Looks like in your example run for Q17 with Gluten, Spark run time filter is not triggered. Have you also tried to lower the application side threshold?

spark.sql.optimizer.runtime.bloomFilter.applicationSideScanSizeThreshold = 0

Please also note by default DBX enabled the local caching feature which can significantly improve performance for subsequent queries in a power test run. It also collects runtime statistics, helping later queries generate better execution plans(their CBO is enabled by default)

7 replies

jinchengchenghh Feb 4, 2026
Collaborator

These configs should respect Spark config except maxNumBits since memory issue. CC @zhouyuan
spark.gluten.sql.columnar.backend.velox.bloomFilter.maxNumBits

  val RUNTIME_BLOOM_FILTER_MAX_NUM_BITS =
    buildConf("spark.sql.optimizer.runtime.bloomFilter.maxNumBits")
      .doc("The max number of bits to use for the runtime bloom filter")
      .version("3.3.0")
      .longConf
      .createWithDefault(67108864L)

shadowmmu Feb 4, 2026
Author

Yes @jinchengchenghh, and also we have dedicated gluten configs as well for the above configs. But like is there any way to increase the values bloomFilter.maxNumBits beyond its default values to check its efficiency on larger scale.
Thanks -khem

jinchengchenghh Feb 4, 2026
Collaborator

Please update the value 256 to a big value https://github.com/facebookincubator/velox/blob/main/velox/common/memory/MemoryAllocator.h#L492 to relax the memory restriction and take a try.

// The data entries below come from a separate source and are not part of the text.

//! Block scheduling
//!
//! When a block header runs, the stream hands the block to `enter_block`,
//! which resolves its extent, moves the stream's cursor past it and decides
//! what happens to the body:
//!
//! - IF: nothing is spawned; a false condition moves the cursor to the
//!   ELSE branch or past ENDIF.
//! - WHILE/FOR: a loop task is spawned. The header's stream continues after
//!   the terminator right away; the loop yields after every body pass.
//! - FUNCTION: the body is registered in the function table.
//! - EVERY/TICK: a timer task is spawned on the global scope.
//!
//! Every spawned task is registered in the run's `TaskSet` so `halt` can
//! abort all of them at once.

use std::future::Future;
use std::ops::Range;
use std::sync::atomic::{AtomicU64, Ordering};
use std::sync::{Arc, Mutex, MutexGuard, PoisonError};
use std::time::Duration;

use tokio::sync::broadcast::error::RecvError;
use tokio::task::JoinHandle;
use tokio::time::{interval_at, Instant, MissedTickBehavior};
use tracing::{debug, warn, Instrument};

use super::blocks::{find_branch, find_end, BlockKind, Branch};
use super::errors::RuntimeError;
use super::exec_loop::{run_range, Stream, StreamKind};
use super::functions::FunctionDef;
use super::runtime::RunContext;
use super::types::{Block, Cursor, Flow, KeyPhase, Program, Val};

/* ===================== Task Set ===================== */

#[derive(Debug, Clone, Copy, PartialEq, Eq)]
pub enum TaskKind {
    While,
    For,
    Every,
    Tick,
    /// One EVERY trigger
    Trigger,
    KeyHandler,
}

impl TaskKind {
    /// Loops end on their own; everything else runs until cancelled
    pub fn is_finite(self) -> bool {
        matches!(self, TaskKind::While | TaskKind::For)
    }
}

#[derive(Debug)]
struct TaskEntry {
    id: u64,
    kind: TaskKind,
    name: Option<String>,
    handle: JoinHandle<()>,
}

/// Live tasks of one run
#[derive(Debug, Default)]
pub struct TaskSet {
    next_id: AtomicU64,
    entries: Mutex<Vec<TaskEntry>>,
}

impl TaskSet {
    fn entries(&self) -> MutexGuard<'_, Vec<TaskEntry>> {
        self.entries.lock().unwrap_or_else(PoisonError::into_inner)
    }

    /// Track a spawned task; finished entries are dropped on the way
    pub fn register(&self, kind: TaskKind, name: Option<String>, handle: JoinHandle<()>) -> u64 {
        let id = self.next_id.fetch_add(1, Ordering::Relaxed);
        let mut entries = self.entries();
        entries.retain(|e| !e.handle.is_finished());
        entries.push(TaskEntry {
            id,
            kind,
            name,
            handle,
        });
        id
    }

    /// Abort the timer registered under `name`; false if there is none
    pub fn cancel_named(&self, name: &str) -> bool {
        let mut entries = self.entries();
        let before = entries.len();
        entries.retain(|e| {
            let matches = e.name.as_deref() == Some(name);
            if matches {
                e.handle.abort();
            }
            !matches
        });
        entries.len() != before
    }

    /// Abort everything; returns how many tasks were still running
    pub fn abort_all(&self) -> usize {
        let entries = std::mem::take(&mut *self.entries());
        let mut running = 0;
        for entry in entries {
            if !entry.handle.is_finished() {
                running += 1;
            }
            entry.handle.abort();
        }
        running
    }

    /// Remove and return the handles of all WHILE/FOR tasks
    pub fn take_finite(&self) -> Vec<JoinHandle<()>> {
        let mut entries = self.entries();
        let (finite, rest): (Vec<_>, Vec<_>) =
            entries.drain(..).partition(|e| e.kind.is_finite());
        *entries = rest;
        finite.into_iter().map(|e| e.handle).collect()
    }

    /// Number of tasks that have not finished yet
    pub fn live(&self) -> usize {
        let mut entries = self.entries();
        entries.retain(|e| !e.handle.is_finished());
        entries.len()
    }

    /// Whether any EVERY/TICK/ONKEY task is still running
    pub fn has_timers(&self) -> bool {
        self.entries()
            .iter()
            .any(|e| !e.kind.is_finite() && e.kind != TaskKind::Trigger && !e.handle.is_finished())
    }
}

/// Spawn a background stream on the run's span and register it
///
/// An error ends the task; it is logged and recorded on the run.
fn spawn_task<F>(ctx: &Arc<RunContext>, kind: TaskKind, name: Option<String>, stream: F)
where
    F: Future<Output = Result<(), RuntimeError>> + Send + 'static,
{
    let run = ctx.clone();
    let task = async move {
        match stream.await {
            Ok(()) => debug!(?kind, "task finished"),
            Err(err) => {
                warn!(?kind, error = %err, "background stream failed");
                run.record_failure(err);
            }
        }
    };

    let handle = tokio::spawn(task.instrument(ctx.span.clone()));
    if ctx.is_halted() {
        handle.abort();
        return;
    }
    let id = ctx.tasks.register(kind, name, handle);
    debug!(?kind, id, "task spawned");
}

/* ===================== Block Entry ===================== */

/// Resolve the block opened at `header` and schedule its body
pub fn enter_block(
    stream: &Stream,
    block: Block,
    header: usize,
    cursor: &mut Cursor,
) -> Result<(), RuntimeError> {
    let program = &stream.program;
    let limit = cursor.end();

    match block {
        Block::If { taken } => {
            // Resolved even when taken so a missing ENDIF is always reported
            let branch = find_branch(program, header, limit)?;
            if !taken {
                let (Branch::Else(at) | Branch::EndIf(at)) = branch;
                cursor.jump_to(at + 1);
            }
        }
        Block::While { cond } => {
            let end = find_end(program, header, limit, BlockKind::While)?;
            cursor.jump_to(end + 1);
            let body = header + 1..end;
            debug!(header = header + 1, end = end + 1, "while resolved");
            spawn_task(
                &stream.ctx,
                TaskKind::While,
                None,
                drive_while(stream.fork(StreamKind::Loop), cond, body),
            );
        }
        Block::For {
            var,
            from,
            to,
            step,
        } => {
            let end = find_end(program, header, limit, BlockKind::For)?;
            cursor.jump_to(end + 1);
            stream.scope.set(&var, Val::Num(from))?;
            let body = header + 1..end;
            spawn_task(
                &stream.ctx,
                TaskKind::For,
                None,
                drive_for(stream.fork(StreamKind::Loop), var, to, step, body),
            );
        }
        Block::Function { name, params } => {
            let end = find_end(program, header, limit, BlockKind::Function)?;
            cursor.jump_to(end + 1);
            stream.ctx.functions.define(FunctionDef {
                name,
                params,
                body: header + 1..end,
                program: program.clone(),
            });
        }
        Block::Every { period, name } => {
            let end = find_end(program, header, limit, BlockKind::Every)?;
            cursor.jump_to(end + 1);
            let timer = timer_stream(stream);
            replace_named(&stream.ctx, name.as_deref());
            spawn_task(
                &stream.ctx,
                TaskKind::Every,
                name,
                drive_every(timer, period, header + 1..end),
            );
        }
        Block::Tick { delay, name } => {
            let end = find_end(program, header, limit, BlockKind::Tick)?;
            cursor.jump_to(end + 1);
            let timer = timer_stream(stream);
            replace_named(&stream.ctx, name.as_deref());
            spawn_task(
                &stream.ctx,
                TaskKind::Tick,
                name,
                drive_tick(timer, delay, header + 1..end),
            );
        }
    }
    Ok(())
}

/// Timer bodies always run against the global scope
fn timer_stream(stream: &Stream) -> Stream {
    Stream {
        ctx: stream.ctx.clone(),
        program: stream.program.clone(),
        scope: stream.ctx.globals.clone(),
        kind: StreamKind::Timer,
    }
}

/// A named timer replaces an earlier timer of the same name
fn replace_named(ctx: &RunContext, name: Option<&str>) {
    if let Some(name) = name {
        if ctx.tasks.cancel_named(name) {
            debug!(timer = name, "replaced named timer");
        }
    }
}

/* ===================== Drivers ===================== */

async fn drive_while(stream: Stream, cond: String, body: Range<usize>) -> Result<(), RuntimeError> {
    loop {
        if stream.ctx.is_halted() {
            return Ok(());
        }
        let keep_going = {
            let _gate = stream.ctx.statement_gate();
            super::statements::evaluate(&stream, &cond)?.is_truthy()
        };
        if !keep_going {
            return Ok(());
        }
        if run_range(&stream, body.clone()).await? == Flow::Halted {
            return Ok(());
        }
        tokio::task::yield_now().await;
    }
}

/// Counts up while `var <= to` (or down while `var >= to` for a negative
/// step). The variable is read back every pass, so the body may move it.
async fn drive_for(
    stream: Stream,
    var: String,
    to: f64,
    step: f64,
    body: Range<usize>,
) -> Result<(), RuntimeError> {
    loop {
        if stream.ctx.is_halted() {
            return Ok(());
        }
        let in_range = {
            let _gate = stream.ctx.statement_gate();
            let current = stream.scope.get(&var)?.to_number();
            if step >= 0.0 { current <= to } else { current >= to }
        };
        if !in_range {
            return Ok(());
        }
        if run_range(&stream, body.clone()).await? == Flow::Halted {
            return Ok(());
        }
        {
            let _gate = stream.ctx.statement_gate();
            let next = stream.scope.get(&var)?.to_number() + step;
            stream.scope.set(&var, Val::Num(next))?;
        }
        tokio::task::yield_now().await;
    }
}

/// Fixed-period trigger; each trigger is its own task and overlapping
/// triggers are neither queued nor merged
async fn drive_every(stream: Stream, period: Duration, body: Range<usize>) -> Result<(), RuntimeError> {
    let period = period.max(Duration::from_millis(1));
    let mut ticks = interval_at(Instant::now() + period, period);
    ticks.set_missed_tick_behavior(MissedTickBehavior::Skip);

    loop {
        tokio::select! {
            _ = stream.ctx.cancelled() => return Ok(()),
            _ = ticks.tick() => {}
        }
        if stream.ctx.is_halted() {
            return Ok(());
        }
        let trigger = stream.clone();
        let body = body.clone();
        spawn_task(&stream.ctx, TaskKind::Trigger, None, async move {
            run_range(&trigger, body).await.map(|_| ())
        });
    }
}

/// Chained frame driver: wait one frame plus the delay, run the body, repeat
async fn drive_tick(stream: Stream, delay: Duration, body: Range<usize>) -> Result<(), RuntimeError> {
    let wait = stream.ctx.settings.frame_interval + delay;
    loop {
        tokio::select! {
            _ = stream.ctx.cancelled() => return Ok(()),
            _ = tokio::time::sleep(wait) => {}
        }
        if stream.ctx.is_halted() {
            return Ok(());
        }
        if run_range(&stream, body.clone()).await? == Flow::Halted {
            return Ok(());
        }
    }
}

/* ===================== Key Handlers ===================== */

/// Run `stmt` as a one-line program on every matching key edge
///
/// A failing handler is recorded and keeps listening. Hosts without key
/// events make this a no-op.
pub fn spawn_key_handler(stream: &Stream, phase: KeyPhase, key: String, stmt: String) {
    let Some(mut events) = stream.ctx.host.keyboard.subscribe() else {
        debug!(key = %key, "keyboard has no events; ONKEY ignored");
        return;
    };

    let handler = Stream {
        ctx: stream.ctx.clone(),
        program: Arc::new(Program::single(&stmt)),
        scope: stream.ctx.globals.clone(),
        kind: StreamKind::Handler,
    };

    spawn_task(&stream.ctx, TaskKind::KeyHandler, None, async move {
        loop {
            let event = tokio::select! {
                _ = handler.ctx.cancelled() => return Ok(()),
                event = events.recv() => event,
            };
            match event {
                Ok(event) if event.phase == phase && event.key == key => {
                    let lines = 0..handler.program.len();
                    if let Err(err) = run_range(&handler, lines).await {
                        warn!(key = %key, error = %err, "key handler failed");
                        handler.ctx.record_failure(err);
                    }
                }
                Ok(_) => {}
                Err(RecvError::Lagged(skipped)) => {
                    warn!(skipped, "key handler fell behind");
                }
                Err(RecvError::Closed) => return Ok(()),
            }
        }
    });
}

I don't try that, but this config default value is set by the size class memory limit.

shadowmmu Feb 4, 2026
Author

I think it will also require to update here as well to increase the hard-coded limit https://github.com/facebookincubator/velox/blob/da0d2fdba364c5e14ea98536ecae57d3d7562041/velox/core/QueryConfig.h#L1245

jinchengchenghh Feb 4, 2026
Collaborator

yes

shadowmmu · 2026-02-03T17:22:33Z

shadowmmu
Feb 3, 2026
Author

@zhouyuan do you have any suggestion about how can I overcome this runtime filter bottleneck?
Also what should be the performance difference between photon and Velox.

4 replies

zhouyuan Feb 3, 2026
Collaborator

Hi @shadowmmu Thanks for the detailed information — I see the issue now. This appears to be a hard limit in the memory allocator, and modifying line may help(https://github.com/facebookincubator/velox/blob/main/velox/common/memory/MemoryAllocator.h#L492)
Cc: @zhli1142015

To improve BHJ performance, Gluten has a WIP patch (#8931
) that should significantly improve performance for large BHJ workloads.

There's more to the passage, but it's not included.